Pull every line containing "BTreeMap" from the entries.

(Records from a collection)
■ ■ ■
//! Text encoding used to turn a raw response body into `response_string`.
//!
//! # Design
//! `resolve_encoding` is a pure function over the declared response
//! serializer and a header mapping. The charset named in `Content-Type`
//! wins, then the first entry of `Accept-Charset`, and otherwise UTF-8 is
//! used for every serializer type. Unrecognized charset names fall through
//! to the next source rather than failing.
//!
//! Labels are matched with the WHATWG Encoding Standard tables from
//! `encoding_rs`, so `iso-8859-1` and `us-ascii` both name `windows-1252`.

use std::collections::BTreeMap;

use encoding_rs::Encoding;

use crate::config::RequestConfig;
use crate::types::ResponseSerializerType;

/// A character encoding known to the response decoder.
#[derive(Debug, Clone, Copy, PartialEq, Eq, Hash)]
pub struct TextEncoding(&'static Encoding);

impl TextEncoding {
    pub fn utf8() -> Self {
        TextEncoding(encoding_rs::UTF_8)
    }

    /// Look up an encoding by charset label, e.g. `"GBK"` or `"utf-16be"`.
    pub fn from_label(label: &str) -> Option<Self> {
        let label = label.trim().trim_matches('"');
        Encoding::for_label(label.as_bytes()).map(TextEncoding)
    }

    /// Canonical name, e.g. `"UTF-8"` or `"windows-1252"`.
    pub fn label(&self) -> &'static str {
        self.0.name()
    }

    pub fn encoding(&self) -> &'static Encoding {
        self.0
    }

    /// Decode `bytes`, or `None` if they contain malformed sequences. A
    /// byte order mark overrides this encoding and is stripped.
    pub fn decode(&self, bytes: &[u8]) -> Option<String> {
        let (text, _, had_errors) = self.0.decode(bytes);
        if had_errors {
            None
        } else {
            Some(text.into_owned())
        }
    }
}

impl Default for TextEncoding {
    fn default() -> Self {
        TextEncoding::utf8()
    }
}

impl From<&'static Encoding> for TextEncoding {
    fn from(encoding: &'static Encoding) -> Self {
        TextEncoding(encoding)
    }
}

/// Extract the `charset` parameter from a `Content-Type` value.
pub fn charset_from_content_type(value: &str) -> Option<TextEncoding> {
    let media_type = value.parse::<mime::Mime>().ok()?;
    let charset = media_type.get_param(mime::CHARSET)?;
    TextEncoding::from_label(charset.as_str())
}

/// Resolve the encoding for decoding a response body to text.
pub fn resolve_encoding(
    response_type: ResponseSerializerType,
    headers: &BTreeMap<String, String>,
) -> TextEncoding {
    let header = |name: &str| {
        headers
            .iter()
            .find(|(key, _)| key.eq_ignore_ascii_case(name))
            .map(|(_, value)| value.as_str())
    };

    if let Some(encoding) = header("content-type").and_then(charset_from_content_type) {
        return encoding;
    }
    if let Some(encoding) = header("accept-charset")
        .and_then(|value| value.split(',').next())
        .and_then(|first| first.split(';').next())
        .and_then(TextEncoding::from_label)
    {
        return encoding;
    }

    default_encoding(response_type)
}

/// Per-serializer fallback. Every serializer currently defaults to UTF-8.
pub fn default_encoding(response_type: ResponseSerializerType) -> TextEncoding {
    match response_type {
        ResponseSerializerType::Http | ResponseSerializerType::Json | ResponseSerializerType::Xml => {
            TextEncoding::utf8()
        }
    }
}

/// The encoding a request declares for its response body.
pub fn string_encoding<C: RequestConfig + ?Sized>(config: &C) -> TextEncoding {
    resolve_encoding(config.response_serializer_type(), &config.header_fields())
}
■ ■ ■
YOUR SOLUTION:
use std::collections::BTreeMap;
    headers: &BTreeMap<String, String>,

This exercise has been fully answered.